__Task goal__:
In the data below, find the lines containing "parse" and say how many there are, nothing more.

[Stored items from a collection]
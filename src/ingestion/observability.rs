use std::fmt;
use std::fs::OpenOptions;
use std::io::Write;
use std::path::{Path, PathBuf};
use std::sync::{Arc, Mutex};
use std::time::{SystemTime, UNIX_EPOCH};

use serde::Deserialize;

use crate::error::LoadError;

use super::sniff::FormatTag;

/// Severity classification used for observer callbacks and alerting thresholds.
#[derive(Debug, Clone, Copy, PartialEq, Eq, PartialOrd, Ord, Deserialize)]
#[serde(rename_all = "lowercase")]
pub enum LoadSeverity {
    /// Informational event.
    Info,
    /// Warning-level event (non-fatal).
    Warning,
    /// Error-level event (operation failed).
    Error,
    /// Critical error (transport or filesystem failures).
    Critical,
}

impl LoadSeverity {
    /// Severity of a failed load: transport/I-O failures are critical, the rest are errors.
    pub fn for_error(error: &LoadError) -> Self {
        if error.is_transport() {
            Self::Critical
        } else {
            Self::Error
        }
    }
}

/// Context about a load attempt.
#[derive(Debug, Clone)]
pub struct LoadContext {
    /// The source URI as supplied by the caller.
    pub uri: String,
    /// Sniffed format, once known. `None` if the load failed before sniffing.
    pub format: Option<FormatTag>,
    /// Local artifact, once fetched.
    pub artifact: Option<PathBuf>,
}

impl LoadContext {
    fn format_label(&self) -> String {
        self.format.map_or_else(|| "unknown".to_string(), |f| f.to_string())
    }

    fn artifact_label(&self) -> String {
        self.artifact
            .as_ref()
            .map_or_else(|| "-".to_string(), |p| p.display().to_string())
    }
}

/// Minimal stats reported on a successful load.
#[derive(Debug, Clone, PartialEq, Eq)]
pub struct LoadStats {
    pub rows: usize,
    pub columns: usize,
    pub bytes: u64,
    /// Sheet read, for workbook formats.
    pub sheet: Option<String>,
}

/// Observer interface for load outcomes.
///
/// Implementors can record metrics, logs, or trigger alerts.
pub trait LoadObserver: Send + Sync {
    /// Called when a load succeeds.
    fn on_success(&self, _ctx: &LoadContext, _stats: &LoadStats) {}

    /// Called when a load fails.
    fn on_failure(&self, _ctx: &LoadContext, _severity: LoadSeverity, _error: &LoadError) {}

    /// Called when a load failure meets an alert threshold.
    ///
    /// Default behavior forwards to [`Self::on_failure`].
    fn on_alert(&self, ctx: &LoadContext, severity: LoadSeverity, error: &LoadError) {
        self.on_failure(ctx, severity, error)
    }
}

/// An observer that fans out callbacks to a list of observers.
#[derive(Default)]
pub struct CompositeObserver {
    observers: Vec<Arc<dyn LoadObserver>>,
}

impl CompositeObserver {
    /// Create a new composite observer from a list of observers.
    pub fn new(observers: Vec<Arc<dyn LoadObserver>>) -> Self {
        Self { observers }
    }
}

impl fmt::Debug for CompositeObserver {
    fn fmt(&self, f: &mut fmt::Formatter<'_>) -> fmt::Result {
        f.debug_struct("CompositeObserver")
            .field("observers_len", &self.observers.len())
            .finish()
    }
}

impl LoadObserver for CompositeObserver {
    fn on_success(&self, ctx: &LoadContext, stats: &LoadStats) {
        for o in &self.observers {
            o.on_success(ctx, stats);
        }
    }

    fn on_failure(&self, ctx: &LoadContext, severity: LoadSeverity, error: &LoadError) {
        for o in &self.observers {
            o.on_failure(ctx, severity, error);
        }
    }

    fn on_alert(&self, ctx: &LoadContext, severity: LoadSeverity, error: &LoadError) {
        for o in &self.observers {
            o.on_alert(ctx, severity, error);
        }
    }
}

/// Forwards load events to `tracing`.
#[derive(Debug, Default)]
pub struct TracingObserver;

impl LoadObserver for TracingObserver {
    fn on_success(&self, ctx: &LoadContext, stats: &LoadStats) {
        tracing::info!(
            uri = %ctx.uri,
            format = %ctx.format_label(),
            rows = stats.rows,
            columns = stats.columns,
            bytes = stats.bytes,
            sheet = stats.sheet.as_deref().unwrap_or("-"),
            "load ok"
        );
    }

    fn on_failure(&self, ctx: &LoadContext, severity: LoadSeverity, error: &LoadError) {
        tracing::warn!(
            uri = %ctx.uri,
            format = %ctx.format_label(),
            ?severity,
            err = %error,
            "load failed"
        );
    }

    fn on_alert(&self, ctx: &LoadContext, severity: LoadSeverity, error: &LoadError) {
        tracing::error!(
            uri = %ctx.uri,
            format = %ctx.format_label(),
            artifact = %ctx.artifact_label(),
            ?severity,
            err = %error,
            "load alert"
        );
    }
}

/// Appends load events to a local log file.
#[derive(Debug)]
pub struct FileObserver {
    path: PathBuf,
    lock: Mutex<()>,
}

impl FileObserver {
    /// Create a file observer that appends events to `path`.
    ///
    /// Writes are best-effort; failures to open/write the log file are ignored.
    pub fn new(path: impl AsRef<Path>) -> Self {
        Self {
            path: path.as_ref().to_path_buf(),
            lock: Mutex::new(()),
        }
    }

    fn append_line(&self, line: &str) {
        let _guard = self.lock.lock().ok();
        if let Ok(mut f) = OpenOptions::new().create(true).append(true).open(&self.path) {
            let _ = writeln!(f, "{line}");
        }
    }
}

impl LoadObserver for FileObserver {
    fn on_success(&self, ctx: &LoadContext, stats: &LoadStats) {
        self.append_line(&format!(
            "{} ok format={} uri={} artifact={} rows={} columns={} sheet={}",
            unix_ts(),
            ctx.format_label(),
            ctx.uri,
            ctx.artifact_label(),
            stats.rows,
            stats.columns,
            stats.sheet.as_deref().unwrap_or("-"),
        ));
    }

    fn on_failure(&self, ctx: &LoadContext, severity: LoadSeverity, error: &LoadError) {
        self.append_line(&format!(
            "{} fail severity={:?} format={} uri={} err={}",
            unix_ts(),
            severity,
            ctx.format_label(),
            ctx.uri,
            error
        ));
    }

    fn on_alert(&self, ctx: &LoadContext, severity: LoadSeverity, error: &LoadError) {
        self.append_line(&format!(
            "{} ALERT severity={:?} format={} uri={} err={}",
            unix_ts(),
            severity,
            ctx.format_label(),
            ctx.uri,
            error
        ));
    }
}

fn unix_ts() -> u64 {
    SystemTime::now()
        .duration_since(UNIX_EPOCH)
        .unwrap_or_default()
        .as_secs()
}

* * *

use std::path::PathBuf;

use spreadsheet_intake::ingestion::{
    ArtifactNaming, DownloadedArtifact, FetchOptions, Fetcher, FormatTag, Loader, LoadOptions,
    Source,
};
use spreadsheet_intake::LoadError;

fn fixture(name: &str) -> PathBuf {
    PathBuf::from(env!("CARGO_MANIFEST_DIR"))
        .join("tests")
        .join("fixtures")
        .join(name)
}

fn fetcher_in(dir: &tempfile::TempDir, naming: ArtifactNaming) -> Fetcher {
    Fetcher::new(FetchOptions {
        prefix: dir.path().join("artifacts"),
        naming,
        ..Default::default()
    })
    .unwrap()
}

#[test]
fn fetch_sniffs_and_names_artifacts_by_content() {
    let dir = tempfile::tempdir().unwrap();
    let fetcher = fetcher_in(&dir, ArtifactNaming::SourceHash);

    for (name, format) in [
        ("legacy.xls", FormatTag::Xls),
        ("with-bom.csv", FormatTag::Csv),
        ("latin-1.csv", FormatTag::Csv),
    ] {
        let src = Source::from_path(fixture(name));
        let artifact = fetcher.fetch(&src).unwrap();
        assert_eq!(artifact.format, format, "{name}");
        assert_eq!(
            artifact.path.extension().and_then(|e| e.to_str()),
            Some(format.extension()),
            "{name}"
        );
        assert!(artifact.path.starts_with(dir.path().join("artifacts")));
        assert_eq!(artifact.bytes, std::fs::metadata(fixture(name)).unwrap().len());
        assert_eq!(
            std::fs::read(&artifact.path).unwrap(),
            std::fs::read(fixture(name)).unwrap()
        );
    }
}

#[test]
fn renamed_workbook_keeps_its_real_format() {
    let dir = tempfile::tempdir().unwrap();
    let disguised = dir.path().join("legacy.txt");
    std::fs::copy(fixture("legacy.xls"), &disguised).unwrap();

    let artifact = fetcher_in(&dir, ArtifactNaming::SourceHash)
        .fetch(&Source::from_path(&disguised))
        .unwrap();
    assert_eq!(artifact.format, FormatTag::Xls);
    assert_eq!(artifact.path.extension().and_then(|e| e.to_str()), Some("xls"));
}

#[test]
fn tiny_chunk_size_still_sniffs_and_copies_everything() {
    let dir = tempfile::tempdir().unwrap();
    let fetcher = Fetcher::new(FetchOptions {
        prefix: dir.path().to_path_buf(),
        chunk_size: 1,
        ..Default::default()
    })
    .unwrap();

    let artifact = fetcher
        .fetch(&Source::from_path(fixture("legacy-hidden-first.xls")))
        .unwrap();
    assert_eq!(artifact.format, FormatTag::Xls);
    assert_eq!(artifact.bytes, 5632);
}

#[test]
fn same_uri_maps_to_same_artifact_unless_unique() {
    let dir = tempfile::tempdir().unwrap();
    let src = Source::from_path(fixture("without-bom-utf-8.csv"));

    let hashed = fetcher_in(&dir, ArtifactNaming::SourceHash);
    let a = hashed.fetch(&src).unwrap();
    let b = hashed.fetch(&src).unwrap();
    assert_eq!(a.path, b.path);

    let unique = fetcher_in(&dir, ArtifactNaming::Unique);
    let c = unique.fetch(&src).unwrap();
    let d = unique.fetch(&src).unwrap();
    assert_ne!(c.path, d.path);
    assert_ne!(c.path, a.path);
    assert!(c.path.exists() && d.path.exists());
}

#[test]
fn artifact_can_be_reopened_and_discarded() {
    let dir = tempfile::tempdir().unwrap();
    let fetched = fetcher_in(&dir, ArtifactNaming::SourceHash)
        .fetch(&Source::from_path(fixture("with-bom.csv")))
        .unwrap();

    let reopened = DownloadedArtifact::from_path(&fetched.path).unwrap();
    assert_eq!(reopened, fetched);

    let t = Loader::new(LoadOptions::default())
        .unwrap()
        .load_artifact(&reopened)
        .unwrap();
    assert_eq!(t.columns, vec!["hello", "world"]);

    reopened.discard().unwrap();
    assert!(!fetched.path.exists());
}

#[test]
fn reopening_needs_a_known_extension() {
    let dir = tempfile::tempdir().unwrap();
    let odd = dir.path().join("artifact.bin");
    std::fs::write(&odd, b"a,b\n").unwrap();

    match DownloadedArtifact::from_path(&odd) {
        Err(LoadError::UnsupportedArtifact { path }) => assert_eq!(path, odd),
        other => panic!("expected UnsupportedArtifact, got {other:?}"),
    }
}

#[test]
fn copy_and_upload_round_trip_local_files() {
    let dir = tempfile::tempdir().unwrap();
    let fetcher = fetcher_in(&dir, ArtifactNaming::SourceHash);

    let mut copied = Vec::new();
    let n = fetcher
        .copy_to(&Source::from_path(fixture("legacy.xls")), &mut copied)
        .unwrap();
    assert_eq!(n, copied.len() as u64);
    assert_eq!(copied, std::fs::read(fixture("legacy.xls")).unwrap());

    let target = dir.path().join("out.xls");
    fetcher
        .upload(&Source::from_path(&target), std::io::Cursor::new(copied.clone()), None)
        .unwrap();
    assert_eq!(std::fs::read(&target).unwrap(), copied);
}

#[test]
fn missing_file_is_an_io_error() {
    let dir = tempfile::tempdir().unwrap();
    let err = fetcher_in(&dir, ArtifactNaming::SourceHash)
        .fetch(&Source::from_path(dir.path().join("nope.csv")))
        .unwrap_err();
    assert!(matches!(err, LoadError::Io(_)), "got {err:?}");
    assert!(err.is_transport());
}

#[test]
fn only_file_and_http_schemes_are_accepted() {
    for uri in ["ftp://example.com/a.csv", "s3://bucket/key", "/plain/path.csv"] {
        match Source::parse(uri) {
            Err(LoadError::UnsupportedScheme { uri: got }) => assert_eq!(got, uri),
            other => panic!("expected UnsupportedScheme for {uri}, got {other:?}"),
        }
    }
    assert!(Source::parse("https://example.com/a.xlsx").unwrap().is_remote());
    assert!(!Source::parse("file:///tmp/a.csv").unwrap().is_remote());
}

__Problem solution__:
3